Dunkerque 1940, Operation Dynamo...

... from Heimdal, via Casemate Books

Title:  Dunkerque 1940 Operation Dynamo

Author: Jean-Charles Stasi

Publisher:  Heimdal

ISBN:  978-2-84048-473-8

This is a new French language hardback from Heimdal, tackling the subject of Operation Dynamo, the evacuation of British and French troops from the harbour and beaches of Dunkirk over a nine-day period during May/June 1940.  A sub-heading on the cover of the book tells us the vital statistic that 340,000 soldiers were successfully evacuated from the continent back to the UK.  As a new book, it comes well timed to fit in with the release of a new film of Dunkirk which was in the cinemas during 2017 and which was conveniently released on DVD this Christmas (2017) as well.

The book is split into 6 main chapters.  It starts with look at the port of Dunkirk, the original home of Jean Bart, a very successful French Privateer in the late 1600's.  This gives some history of Dunkirk and the preparations the town made for war in 1939.  Chapter 2 then moves on to look at the arrival of the BEF in 1939 with 6 divisions, a repeat of the Anglo -French co-operation from the earlier war in 1914-18.  In chapter 3 the author covers the period of 13-18 May 1940, when the German army crossed the Meuse and advanced into France, pushing both Dutch and Belgian refugees before them, who got caught up with the allied units also moving back into the Dunkirk perimeter.  It is in chapter 4 that the next few days tell how from 19-25 May the German forces reached the sea, effectively surrounding the bulk of the BEF and many French troops as well, pushing them back into a shrinking pocket around the port.  As with the rest of the book, these sections feature many archive photos plus some maps that show the various positions of the advance as it progressed.

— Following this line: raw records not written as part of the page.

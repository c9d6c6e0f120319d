//! Database module providing PostgreSQL connection pooling and repositories.
//!
//! The pool is wrapped in [`Database`]; persistence for waitlist entries and
//! the table inventory goes through the repository traits so that the
//! in-memory implementations can stand in during tests.

use sqlx::postgres::{PgPool, PgPoolOptions};
use std::time::Duration;

pub mod config;
pub mod errors;
pub mod memory;
pub mod repository;
pub mod timeouts;

pub use config::DatabaseConfig;
pub use errors::{StoreError, StoreResult};
pub use memory::{InMemoryTableRepository, InMemoryWaitlistRepository};
pub use repository::{
    PgTableRepository, PgWaitlistRepository, TableRepository, WaitlistRepository,
};

/// Database connection pool wrapper
#[derive(Clone)]
pub struct Database {
    pool: PgPool,
}

impl Database {
    /// Create a new database connection pool
    ///
    /// # Examples
    ///
    /// ```no_run
    /// use table_reserve::db::{Database, DatabaseConfig};
    ///
    /// #[tokio::main]
    /// async fn main() -> Result<(), sqlx::Error> {
    ///     let config = DatabaseConfig::from_env();
    ///     let db = Database::new(&config).await?;
    ///     db.migrate().await?;
    ///     Ok(())
    /// }
    /// ```
    pub async fn new(config: &DatabaseConfig) -> Result<Self, sqlx::Error> {
        let pool = PgPoolOptions::new()
            .max_connections(config.max_connections)
            .min_connections(config.min_connections)
            .acquire_timeout(Duration::from_secs(config.connection_timeout_secs))
            .idle_timeout(Duration::from_secs(config.idle_timeout_secs))
            .max_lifetime(Duration::from_secs(config.max_lifetime_secs))
            .connect(&config.database_url)
            .await?;

        Ok(Self { pool })
    }

    /// Get a reference to the connection pool
    pub fn pool(&self) -> &PgPool {
        &self.pool
    }

    /// Apply the bundled schema. Every statement is idempotent.
    pub async fn migrate(&self) -> Result<(), sqlx::Error> {
        sqlx::raw_sql(SCHEMA).execute(&self.pool).await?;
        Ok(())
    }

    /// Check if the database connection is healthy
    pub async fn health_check(&self) -> Result<(), sqlx::Error> {
        sqlx::query("SELECT 1").execute(&self.pool).await?;
        Ok(())
    }

    /// Waitlist repository sharing this pool
    pub fn waitlist_repository(&self) -> PgWaitlistRepository {
        PgWaitlistRepository::new(self.pool.clone())
    }

    /// Table repository sharing this pool
    pub fn table_repository(&self) -> PgTableRepository {
        PgTableRepository::new(self.pool.clone())
    }

    /// Close the database connection pool
    pub async fn close(self) {
        self.pool.close().await;
    }
}

const SCHEMA: &str = include_str!("../../migrations/0001_reservations.sql");
impl AvailabilitySynchronizer {
    /// Create the actor and a handle to it
    ///
    /// # Returns
    ///
    /// * `(AvailabilitySynchronizer, SynchronizerHandle)` - Run the actor with
    ///   [`run`](Self::run); use the handle everywhere else
    pub fn new(config: SyncConfig, transport: Arc<dyn Transport>) -> (Self, SynchronizerHandle) {
        let (commands, inbox) = mpsc::channel(COMMAND_CHANNEL_CAPACITY);
        let (events, _) = broadcast::channel(EVENT_CHANNEL_CAPACITY);
        let (status, status_rx) = watch::channel(ConnectionStatus::Disconnected);
        let cache = SharedCache::new();
        let hub = EventHub::new();

        let handle = SynchronizerHandle {
            commands,
            cache: cache.clone(),
            hub: hub.clone(),
            events: events.clone(),
            status: status_rx,
        };

        let actor = Self {
            config,
            transport,
            inbox,
            cache,
            hub,
            events,
            status,
            dates: BTreeSet::new(),
            tables: BTreeSet::new(),
            outbound: None,
        };

        (actor, handle)
    }

    /// Create the actor and run it on the tokio runtime
    pub fn spawn(config: SyncConfig, transport: Arc<dyn Transport>) -> SynchronizerHandle {
        let (actor, handle) = Self::new(config, transport);
        tokio::spawn(actor.run());
        handle
    }

    /// Run the connection loop until shutdown or until every handle is dropped
    ///
    /// A connection only resets the failure count once it has proven
    /// healthy: it delivered a frame, or stayed up for at least `max_delay`.
    /// A server that accepts and immediately closes backs off like a refused
    /// connect and eventually exhausts the attempts.
    pub async fn run(mut self) {
        log::info!("Availability synchronizer starting for {}", self.config.url);

        let mut failures: u32 = 0;

        loop {
            self.set_status(ConnectionStatus::Connecting, failures, None);

            let reason = match self.transport.connect().await {
                Ok(connection) => {
                    let connected_at = Instant::now();
                    match self.serve(connection).await {
                        Exit::Shutdown => break,
                        Exit::Closed { reason, received } => {
                            let healthy =
                                received || connected_at.elapsed() >= self.config.max_delay;
                            log::info!(
                                "Availability connection closed: {:?} (healthy: {})",
                                reason,
                                healthy
                            );
                            if healthy {
                                failures = 0;
                                self.set_status(ConnectionStatus::Disconnected, 0, reason);
                                None
                            } else {
                                Some(reason.unwrap_or_else(|| "closed before any frame".to_string()))
                            }
                        }
                    }
                }
                Err(e) => Some(e.to_string()),
            };

            if let Some(reason) = reason {
                failures += 1;
                log::warn!(
                    "Availability connection attempt {}/{} failed: {}",
                    failures,
                    self.config.max_attempts,
                    reason
                );
                self.set_status(ConnectionStatus::Disconnected, failures, Some(reason));

                if failures >= self.config.max_attempts {
                    log::error!(
                        "Giving up on {} after {} attempts",
                        self.config.url,
                        failures
                    );
                    self.set_status(
                        ConnectionStatus::Failed,
                        failures,
                        Some("reconnect attempts exhausted".to_string()),
                    );
                    match self.idle(None).await {
                        Wake::Shutdown => break,
                        Wake::Reconnect | Wake::Timer => {
                            failures = 0;
                            continue;
                        }
                    }
                }
            }

            let delay = self.config.backoff_delay(failures.max(1));
            match self.idle(Some(delay)).await {
                Wake::Shutdown => break,
                Wake::Reconnect => failures = 0,
                Wake::Timer => {}
            }
        }

        self.outbound = None;
        self.set_status(ConnectionStatus::Disconnected, 0, Some("shutdown".to_string()));
        log::info!("Availability synchronizer stopped");
    }

    /// Process commands while disconnected, until the timer fires (if any),
    /// a reconnect is requested, or the actor is told to stop.
    async fn idle(&mut self, delay: Option<Duration>) -> Wake {
        let timer = async {
            match delay {
                Some(d) => sleep(d).await,
                None => std::future::pending::<()>().await,
            }
        };
        tokio::pin!(timer);

        loop {
            tokio::select! {
                _ = &mut timer => return Wake::Timer,
                command = self.inbox.recv() => match command {
                    None | Some(Command::Shutdown) => return Wake::Shutdown,
                    Some(Command::Reconnect) => return Wake::Reconnect,
                    Some(other) => self.apply(other).await,
                },
            }
        }
    }

    async fn serve(&mut self, mut connection: Connection) -> Exit {
        self.outbound = Some(connection.outbound.clone());
        self.set_status(ConnectionStatus::Connected, 0, None);
        self.resubscribe();

        let mut received = false;
        let exit = loop {
            tokio::select! {
                command = self.inbox.recv() => match command {
                    None | Some(Command::Shutdown) => break Exit::Shutdown,
                    Some(Command::Reconnect) => {}
                    Some(other) => self.apply(other).await,
                },
                frame = connection.inbound.recv() => match frame {
                    Some(Frame::Message(text)) => {
                        received = true;
                        self.handle_text(&text).await;
                    }
                    Some(Frame::Closed(reason)) => break Exit::Closed { reason, received },
                    None => break Exit::Closed { reason: None, received },
                },
            }
        };

        self.outbound = None;
        exit
    }

    /// Re-issue every active subscription once and refresh each date
    fn resubscribe(&self) {
        let dates: Vec<NaiveDate> = self.dates.iter().copied().collect();
        for date in dates {
            self.transmit(&ClientMessage::Subscribe { date });
            self.transmit(&ClientMessage::RequestSnapshot {
                date,
                time_slot: None,
            });
        }
        for table_id in &self.tables {
            self.transmit(&ClientMessage::SubscribeTable {
                table_id: *table_id,
            });
        }
    }

    async fn apply(&mut self, command: Command) {
        match command {
            Command::SubscribeDate(date) => {
                if self.dates.insert(date) {
                    self.transmit(&ClientMessage::Subscribe { date });
                }
            }
            Command::UnsubscribeDate(date) => {
                if self.dates.remove(&date) {
                    self.cache.write().await.forget_date(date);
                    self.transmit(&ClientMessage::Unsubscribe { date });
                }
            }
            Command::SubscribeTable(table_id) => {
                if self.tables.insert(table_id) {
                    self.transmit(&ClientMessage::SubscribeTable { table_id });
                }
            }
            Command::UnsubscribeTable(table_id) => {
                if self.tables.remove(&table_id) {
                    self.transmit(&ClientMessage::UnsubscribeTable { table_id });
                }
            }
            Command::RequestSnapshot { date, time_slot } => {
                self.transmit(&ClientMessage::RequestSnapshot { date, time_slot });
            }
            Command::Reconnect | Command::Shutdown => {}
        }
    }

    /// Send if connected; otherwise drop
    fn transmit(&self, message: &ClientMessage) {
        let Some(outbound) = &self.outbound else {
            log::debug!("Not connected; dropping {:?}", message);
            return;
        };

        match message.to_json() {
            Ok(json) => {
                if outbound.send(json).is_err() {
                    log::debug!("Connection closed; dropping {:?}", message);
                }
            }
            Err(e) => log::error!("Failed to encode {:?}: {}", message, e),
        }
    }

    async fn handle_text(&mut self, text: &str) {
        let message = match serde_json::from_str::<ServerMessage>(text) {
            Ok(message) => message,
            Err(e) => {
                log::warn!("Ignoring unrecognised availability frame: {}", e);
                return;
            }
        };

        match message {
            ServerMessage::AvailabilityUpdate(update) => self.on_availability(update).await,
            ServerMessage::TableStatusUpdate(update) => self.on_table_status(update).await,
            ServerMessage::ReservationEvent(event) => {
                self.hub.emit_reservation(&event);
                let _ = self.events.send(SyncEvent::Reservation(event));
            }
            ServerMessage::SubscriptionConfirmed(confirmed) => {
                log::debug!("Subscription confirmed: {:?}", confirmed);
            }
            ServerMessage::AvailabilitySnapshot(snapshot) => {
                log::debug!(
                    "Snapshot for {}: {} slots, {} tables",
                    snapshot.date,
                    snapshot.slots.len(),
                    snapshot.tables.len()
                );
                for update in snapshot.slots {
                    self.on_availability(update).await;
                }
                for update in snapshot.tables {
                    self.on_table_status(update).await;
                }
            }
            ServerMessage::Error { message } => {
                log::warn!("Availability server error: {}", message);
            }
        }
    }

    async fn on_availability(&mut self, update: AvailabilityUpdate) {
        let applied = self.cache.write().await.apply_availability(&update);
        if !applied {
            log::debug!(
                "Discarding stale update for table {} at {} {}",
                update.table_id,
                update.date,
                update.time_slot
            );
            return;
        }

        self.hub.emit_availability(&update);
        let _ = self.events.send(SyncEvent::Availability(update));
    }

    async fn on_table_status(&mut self, update: TableStatusUpdate) {
        let applied = self.cache.write().await.apply_table_status(&update);
        if !applied {
            log::debug!("Discarding stale status for table {}", update.table_id);
            return;
        }

        self.hub.emit_table_status(&update);
        let _ = self.events.send(SyncEvent::TableStatus(update));
    }

    fn set_status(&self, status: ConnectionStatus, attempt: u32, reason: Option<String>) {
        self.status.send_replace(status);

        let event = ConnectionEvent {
            status,
            attempt,
            reason,
        };
        self.hub.emit_connection(&event);
        let _ = self.events.send(SyncEvent::Connection(event));
    }
}
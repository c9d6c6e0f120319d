//! Table request handlers.
//!
//! A request either holds the best-scoring table for its slot or, when no
//! table is satisfactory, joins the waitlist. Holds are published to the
//! availability board so other clients see the table as reserved.

use axum::{Json, extract::State, http::StatusCode};
use chrono::{NaiveDate, Utc};
use serde::{Deserialize, Serialize};
use table_reserve::{
    Allocation, ReservationRequest, TableId, TableStatus, TimeSlot,
    scoring::TableAssignmentResult,
    sync::AvailabilityUpdate,
    waitlist::{ContactInfo, WaitlistEntry},
};

use super::{ApiResult, AppState, coordinator_error, error_response};

/// Body of `POST /api/v1/reservations`
#[derive(Debug, Deserialize)]
#[serde(rename_all = "camelCase")]
pub struct TableRequest {
    #[serde(flatten)]
    pub request: ReservationRequest,
    /// Used if the request ends up on the waitlist
    pub contact: ContactInfo,
    /// Other slots the guest would take while waiting
    #[serde(default)]
    pub acceptable_slots: Vec<TimeSlot>,
}

#[derive(Debug, Serialize)]
#[serde(tag = "outcome", rename_all = "camelCase")]
pub enum AllocationResponse {
    Assigned { assignment: TableAssignmentResult },
    Waitlisted { entry: WaitlistEntry },
}

#[derive(Debug, Deserialize)]
#[serde(rename_all = "camelCase")]
pub struct ReleaseRequest {
    pub date: NaiveDate,
    pub time_slot: TimeSlot,
    pub table_id: TableId,
}

#[derive(Debug, Serialize)]
pub struct ReleaseResponse {
    pub released: bool,
}

/// Request a table.
///
/// # Request Body
///
/// ```json
/// {
///   "guestCount": 4,
///   "date": "2030-06-01",
///   "timeSlot": "19:00",
///   "seatingPreference": "outdoor",
///   "occasion": "birthday",
///   "contact": {"name": "Ada", "email": "ada@example.com", "phone": null},
///   "acceptableSlots": ["19:30", "20:00"]
/// }
/// ```
///
/// # Response
///
/// - `200 OK` with `{"outcome": "assigned", "assignment": {...}}`
/// - `202 Accepted` with `{"outcome": "waitlisted", "entry": {...}}`
///
/// # Errors
///
/// - `400 Bad Request`: Empty party, off-grid slot, past date or missing contact
/// - `500 Internal Server Error`: Store failure
pub async fn request_table(
    State(state): State<AppState>,
    Json(body): Json<TableRequest>,
) -> ApiResult<(StatusCode, Json<AllocationResponse>)> {
    let allocation = state
        .coordinator
        .request_table(&body.request, body.contact, &body.acceptable_slots)
        .await
        .map_err(coordinator_error)?;

    match allocation {
        Allocation::Assigned(assignment) => {
            state
                .board
                .publish_availability(AvailabilityUpdate {
                    date: body.request.date,
                    time_slot: body.request.time_slot,
                    table_id: assignment.table.id,
                    status: TableStatus::Reserved,
                    timestamp: Utc::now(),
                })
                .await;
            Ok((StatusCode::OK, Json(AllocationResponse::Assigned { assignment })))
        }
        Allocation::Waitlisted(entry) => {
            tracing::info!(
                entry_id = %entry.id,
                guests = entry.guest_count,
                position = ?entry.position,
                "Request waitlisted"
            );
            Ok((StatusCode::ACCEPTED, Json(AllocationResponse::Waitlisted { entry })))
        }
    }
}

/// Release a tentative hold. The table becomes available for the slot and
/// is offered to the waitlist.
///
/// # Errors
///
/// - `404 Not Found`: No hold on that table for that slot
pub async fn release_hold(
    State(state): State<AppState>,
    Json(body): Json<ReleaseRequest>,
) -> ApiResult<Json<ReleaseResponse>> {
    if !state
        .coordinator
        .release_hold(body.date, body.time_slot, body.table_id)
    {
        return Err(error_response(
            StatusCode::NOT_FOUND,
            format!(
                "No hold on table {} for {} {}",
                body.table_id, body.date, body.time_slot
            ),
        ));
    }

    state
        .board
        .publish_availability(AvailabilityUpdate {
            date: body.date,
            time_slot: body.time_slot,
            table_id: body.table_id,
            status: TableStatus::Available,
            timestamp: Utc::now(),
        })
        .await;

    tracing::info!(table_id = body.table_id, date = %body.date, time_slot = %body.time_slot, "Hold released");

    Ok(Json(ReleaseResponse { released: true }))
}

This is followed by a section commonly seen in Heimdal's books, with 2 pages each devoted to photos of preserved weapons, uniforms and other equipment/materials from each side, for French, British and German forces.  After this we get back to the story, as chapter 5 deals with 26 May-3 June, Neuf jours qui font entrer Dunkerque dans l'histoire, or Nine Days which wrote Dunkirk into History.  Plenty of archive photos again, including a few modern day comparisons, and among the maps a useful one showing the three sea lanes open to the ships that brought the soldiers to safety.  Sandbanks and minefields presented major obstructions which limited the available channels they could follow.  The final chapter 6 considers how Operation Dynamo was a success, without being a victory.  It shows what was left behind for the Germans to find.  Over a quarter of a million troops had been rescued though leaving virtually all their equipment and supplies behind them.  This section also includes some fine colour profiles of both RAF and Luftwaffe aircraft from the period.  This closing chapter is followed by a number of Annexe (Appendices) which cover the remains of a number of boats which were sunk during the battle and which can still be found at low tide along the beaches where once so many troops stood in lines waiting to be rescued.  Others tell us how Dunkirk has been illustrated in the cinema over the years, including French films of 1949 and 1964 before moving on to the filming of the latest Christopher Nolan film when it was made in the spring of 2016, and this includes some photos of the filming taking place.

With the text in French it may be difficult for some, but I find I can read French well enough to understand it and the collection of photos both old and new, along with maps and graphics there is plenty to keep your interest for anyone wanting to see more about the Dunkirk story of 1940.

Distributed by Casemate Books, who kindly provided my review copy.